Republicans say the continuous coverage requirement would act as a strong incentive for people to remain insured. But for many households, that's easier said than done. Experts have estimated that almost one third of people with preexisting conditions suffer a gap in coverage over any because of economic pressures, such as a job loss. The Commonwealth Fund has calculated that in 2016, some 30 million Americans experienced a coverage lapse of more than three months. Under the repeal bill, they could lose protection for any preexisting conditions.
The repeal bill ostensibly would require states seeking waivers to show they had an alternative plan to cover residents with medical conditions, typically a high-risk pool to ensure they can obtain treatment. As we have reported, high-risk pools are a thin reed to rely on. Before the ACA, they were offered in 35 states. Almost universally they failed, because a lack of adequate funding led to long waiting lists or time limits for patients in need and unaffordable premiums for those in the pool.
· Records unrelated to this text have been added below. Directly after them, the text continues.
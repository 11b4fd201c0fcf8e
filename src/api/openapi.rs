//! OpenAPI 3 document for the product routes, generated from the same
//! [`RouteDecl`] table the router is built from.

use axum::{
    http::header,
    response::{Html, IntoResponse},
    routing::get,
    Router,
};
use serde_json::{json, Map, Value};
use std::sync::Arc;

use crate::config::DocsConfig;
use crate::router::{Operation, RouteDecl};
use crate::validation::{FieldRules, Location, RuleKind};

pub const OPENAPI_VERSION: &str = "3.0.2";

fn product_schema() -> Value {
    json!({
        "type": "object",
        "properties": {
            "id": { "type": "integer", "description": "The Product ID", "example": 1 },
            "name": { "type": "string", "description": "The Product name", "example": "Curved Monitor 49 Inches" },
            "price": { "type": "number", "description": "The Product price", "example": 300 },
            "availability": { "type": "boolean", "description": "The Product availability", "example": true },
            "created_at": { "type": "string", "format": "date-time" },
            "updated_at": { "type": "string", "format": "date-time" }
        }
    })
}

/// `/api/products/:id` -> `/api/products/{id}`
fn openapi_path(path: &str) -> String {
    path.split('/')
        .map(|segment| match segment.strip_prefix(':') {
            Some(name) => format!("{{{}}}", name),
            None => segment.to_string(),
        })
        .collect::<Vec<_>>()
        .join("/")
}

fn field_schema(field: &FieldRules) -> Value {
    let mut schema = Map::new();

    if field.has(RuleKind::Int) {
        schema.insert("type".into(), json!("integer"));
    } else if field.has(RuleKind::Numeric) || field.has(RuleKind::Positive) {
        schema.insert("type".into(), json!("number"));
    } else if field.has(RuleKind::Boolean) {
        schema.insert("type".into(), json!("boolean"));
    } else {
        schema.insert("type".into(), json!("string"));
        if field.has(RuleKind::NotEmpty) {
            schema.insert("minLength".into(), json!(1));
        }
        if let Some(max) = field.max_length_limit() {
            schema.insert("maxLength".into(), json!(max));
        }
    }

    if field.has(RuleKind::Positive) {
        schema.insert("minimum".into(), json!(0));
        schema.insert("exclusiveMinimum".into(), json!(true));
    }

    let messages: Vec<&str> = field.rules.iter().map(|r| r.message).collect();
    schema.insert("description".into(), json!(messages.join("; ")));

    Value::Object(schema)
}

fn success_content(decl: &RouteDecl) -> Value {
    let schema = match decl.operation {
        Operation::List => json!({ "type": "array", "items": { "$ref": "#/components/schemas/Product" } }),
        Operation::Delete => json!({ "type": "string", "example": "Product Deleted" }),
        _ => json!({ "$ref": "#/components/schemas/Product" }),
    };

    json!({
        "application/json": {
            "schema": {
                "type": "object",
                "properties": { "data": schema }
            }
        }
    })
}

fn operation_object(decl: &RouteDecl) -> Value {
    let mut operation = json!({
        "summary": decl.summary,
        "description": decl.description,
        "tags": ["Products"],
    });

    let parameters: Vec<Value> = decl
        .rules
        .fields()
        .iter()
        .filter(|f| f.location == Location::Params)
        .map(|f| {
            json!({
                "in": "path",
                "name": f.field,
                "required": true,
                "schema": field_schema(f),
            })
        })
        .collect();
    if !parameters.is_empty() {
        operation["parameters"] = json!(parameters);
    }

    let body_fields: Vec<&FieldRules> = decl
        .rules
        .fields()
        .iter()
        .filter(|f| f.location == Location::Body)
        .collect();
    if !body_fields.is_empty() {
        let properties: Map<String, Value> = body_fields
            .iter()
            .map(|f| (f.field.to_string(), field_schema(f)))
            .collect();
        let required: Vec<&str> = body_fields.iter().map(|f| f.field).collect();

        operation["requestBody"] = json!({
            "required": true,
            "content": {
                "application/json": {
                    "schema": {
                        "type": "object",
                        "properties": properties,
                        "required": required,
                    }
                }
            }
        });
    }

    let mut responses = Map::new();
    for r in &decl.responses {
        let mut body = json!({ "description": r.description });
        if (200..300).contains(&r.status) {
            body["content"] = success_content(decl);
        }
        responses.insert(r.status.to_string(), body);
    }
    operation["responses"] = Value::Object(responses);

    operation
}

/// Build the OpenAPI document for `routes`
pub fn build_spec(routes: &[RouteDecl]) -> Value {
    let mut paths = Map::new();
    for decl in routes {
        let path_item = paths
            .entry(openapi_path(decl.path))
            .or_insert_with(|| Value::Object(Map::new()));
        let method = decl.operation.method().as_str().to_ascii_lowercase();
        path_item[method] = operation_object(decl);
    }

    json!({
        "openapi": OPENAPI_VERSION,
        "info": {
            "title": "Products REST API",
            "version": env!("CARGO_PKG_VERSION"),
            "description": "API Docs for Products"
        },
        "tags": [
            { "name": "Products", "description": "API operations related to products" }
        ],
        "paths": paths,
        "components": {
            "schemas": { "Product": product_schema() }
        }
    })
}

pub fn to_yaml(spec: &Value) -> Result<String, serde_yaml::Error> {
    serde_yaml::to_string(spec)
}

struct DocsState {
    json: String,
    yaml: String,
    page: String,
}

fn docs_page(title: &str) -> String {
    format!(
        r##"<!DOCTYPE html>
<html lang="en">
<head>
  <meta charset="utf-8" />
  <title>{title}</title>
  <link rel="stylesheet" href="https://unpkg.com/swagger-ui-dist@5/swagger-ui.css" />
  <style>.swagger-ui .topbar {{ background-color: #2b3b45 }}</style>
</head>
<body>
  <div id="swagger-ui"></div>
  <script src="https://unpkg.com/swagger-ui-dist@5/swagger-ui-bundle.js"></script>
  <script>
    window.ui = SwaggerUIBundle({{ url: "/docs/openapi.json", dom_id: "#swagger-ui" }});
  </script>
</body>
</html>
"##
    )
}

/// `/docs`, `/docs/openapi.json` and `/docs/openapi.yaml`
pub fn docs_routes<S>(config: &DocsConfig, routes: &[RouteDecl]) -> Router<S>
where
    S: Clone + Send + Sync + 'static,
{
    let spec = build_spec(routes);
    let json = serde_json::to_string_pretty(&spec).unwrap_or_else(|_| "{}".to_string());
    let yaml = to_yaml(&spec).unwrap_or_else(|e| {
        tracing::error!("Failed to render OpenAPI YAML: {}", e);
        String::new()
    });

    let state = Arc::new(DocsState {
        json,
        yaml,
        page: docs_page(&config.site_title),
    });

    let json_state = state.clone();
    let yaml_state = state.clone();
    let page_state = state;

    Router::new()
        .route(
            "/docs",
            get(move || {
                let page = page_state.page.clone();
                async move { Html(page) }
            }),
        )
        .route(
            "/docs/openapi.json",
            get(move || {
                let body = json_state.json.clone();
                async move { ([(header::CONTENT_TYPE, "application/json")], body).into_response() }
            }),
        )
        .route(
            "/docs/openapi.yaml",
            get(move || {
                let body = yaml_state.yaml.clone();
                async move { ([(header::CONTENT_TYPE, "application/yaml")], body).into_response() }
            }),
        )
}

#[cfg(test)]
mod tests {
    use super::*;
    use crate::router::product_routes;

    #[test]
    fn converts_path_params() {
        assert_eq!(openapi_path("/api/products/:id"), "/api/products/{id}");
        assert_eq!(openapi_path("/api/products"), "/api/products");
    }

    #[test]
    fn documents_every_product_route() {
        let spec = build_spec(&product_routes());
        let paths = &spec["paths"];

        for method in ["get", "post"] {
            assert!(paths["/api/products"][method].is_object(), "missing {method} /api/products");
        }
        for method in ["get", "put", "patch", "delete"] {
            assert!(paths["/api/products/{id}"][method].is_object(), "missing {method} /api/products/{{id}}");
        }
        assert_eq!(spec["openapi"], OPENAPI_VERSION);
        assert!(spec["components"]["schemas"]["Product"].is_object());
    }

    #[test]
    fn request_bodies_follow_rules() {
        let spec = build_spec(&product_routes());

        let create = &spec["paths"]["/api/products"]["post"];
        let schema = &create["requestBody"]["content"]["application/json"]["schema"];
        assert_eq!(schema["properties"]["price"]["type"], "number");
        assert_eq!(schema["properties"]["price"]["exclusiveMinimum"], true);
        assert_eq!(schema["properties"]["name"]["minLength"], 1);
        assert_eq!(schema["properties"]["name"]["maxLength"], 100);
        assert!(schema["properties"].get("availability").is_none());

        let replace = &spec["paths"]["/api/products/{id}"]["put"];
        let schema = &replace["requestBody"]["content"]["application/json"]["schema"];
        assert_eq!(schema["properties"]["availability"]["type"], "boolean");
        assert_eq!(replace["parameters"][0]["schema"]["type"], "integer");

        // toggle takes no body
        assert!(spec["paths"]["/api/products/{id}"]["patch"].get("requestBody").is_none());
    }

    #[test]
    fn renders_yaml() {
        let spec = build_spec(&product_routes());
        let yaml = to_yaml(&spec).unwrap();
        let parsed: Value = serde_yaml::from_str(&yaml).unwrap();
        assert_eq!(parsed, spec);
    }
}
Among the failures was Wisconsin's high-risk pool, which is being touted by Walker and House Speak Paul Ryan (R-Wisc.) as a success. "We had a very effective program before," Walker said Friday.
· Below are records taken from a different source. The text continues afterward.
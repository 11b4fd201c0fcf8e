pub mod openapi;
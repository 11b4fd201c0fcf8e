pub mod api;
pub mod cli;
pub mod config;
pub mod database;
pub mod error;
pub mod handlers;
pub mod middleware;
pub mod router;
pub mod state;
pub mod validation;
Yet the Wisconsin pool had many of the flaws of the other states'. At its peak it covered 21,000 people. But of Wisconsin's half-million residents without coverage, many had preexisting conditions and couldn't afford the pool's premiums, which ranged as high as $847 a month for a 60-year-old male. Applicants had to endure a six-month waiting period without coverage and benefits were capped at $2 million. The pool, which was largely funded from assessments on insurers and premiums from enrollees, lost $24.2 million in 2010 and 2011, before a $6-million federal grant.